Task description - What are the lines of the listing below, word for word, from the first down to the one that contains "impl FromStr for"?
━━━━━ Study material ━━━━━
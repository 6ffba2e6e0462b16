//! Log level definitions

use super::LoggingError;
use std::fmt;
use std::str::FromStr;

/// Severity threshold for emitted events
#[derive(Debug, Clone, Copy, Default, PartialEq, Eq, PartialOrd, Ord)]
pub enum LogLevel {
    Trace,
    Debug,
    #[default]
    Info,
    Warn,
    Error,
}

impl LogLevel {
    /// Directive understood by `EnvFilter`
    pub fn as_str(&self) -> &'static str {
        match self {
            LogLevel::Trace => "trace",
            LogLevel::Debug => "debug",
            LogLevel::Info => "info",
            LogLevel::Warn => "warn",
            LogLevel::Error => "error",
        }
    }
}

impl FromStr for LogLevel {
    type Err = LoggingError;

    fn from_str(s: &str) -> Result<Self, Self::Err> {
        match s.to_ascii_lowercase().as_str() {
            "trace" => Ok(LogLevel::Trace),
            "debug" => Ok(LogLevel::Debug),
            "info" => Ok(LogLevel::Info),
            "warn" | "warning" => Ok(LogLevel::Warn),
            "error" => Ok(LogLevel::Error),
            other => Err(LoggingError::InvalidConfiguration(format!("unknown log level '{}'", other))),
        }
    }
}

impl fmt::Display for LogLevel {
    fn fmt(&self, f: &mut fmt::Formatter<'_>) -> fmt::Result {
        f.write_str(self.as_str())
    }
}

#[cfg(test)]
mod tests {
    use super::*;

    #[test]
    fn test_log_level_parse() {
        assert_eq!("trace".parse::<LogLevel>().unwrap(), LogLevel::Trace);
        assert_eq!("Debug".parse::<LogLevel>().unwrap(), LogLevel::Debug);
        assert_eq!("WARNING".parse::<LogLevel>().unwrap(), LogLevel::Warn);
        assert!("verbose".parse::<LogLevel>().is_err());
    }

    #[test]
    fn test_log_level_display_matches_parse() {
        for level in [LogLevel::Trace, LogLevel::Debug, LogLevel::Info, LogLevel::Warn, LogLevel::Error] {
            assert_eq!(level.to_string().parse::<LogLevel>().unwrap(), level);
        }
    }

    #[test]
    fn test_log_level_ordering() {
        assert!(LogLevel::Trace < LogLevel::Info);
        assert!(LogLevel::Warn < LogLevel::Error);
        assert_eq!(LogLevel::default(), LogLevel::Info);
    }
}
━━━━━
Result of the exercise -
repository 6ffba2e6e0462b16
//! Log level definitions

use super::LoggingError;
use std::fmt;
use std::str::FromStr;

/// Severity threshold for emitted events
#[derive(Debug, Clone, Copy, Default, PartialEq, Eq, PartialOrd, Ord)]
pub enum LogLevel {
    Trace,
    Debug,
    #[default]
    Info,
    Warn,
    Error,
}

impl LogLevel {
    /// Directive understood by `EnvFilter`
    pub fn as_str(&self) -> &'static str {
        match self {
            LogLevel::Trace => "trace",
            LogLevel::Debug => "debug",
            LogLevel::Info => "info",
            LogLevel::Warn => "warn",
            LogLevel::Error => "error",
        }
    }
}

impl FromStr for LogLevel {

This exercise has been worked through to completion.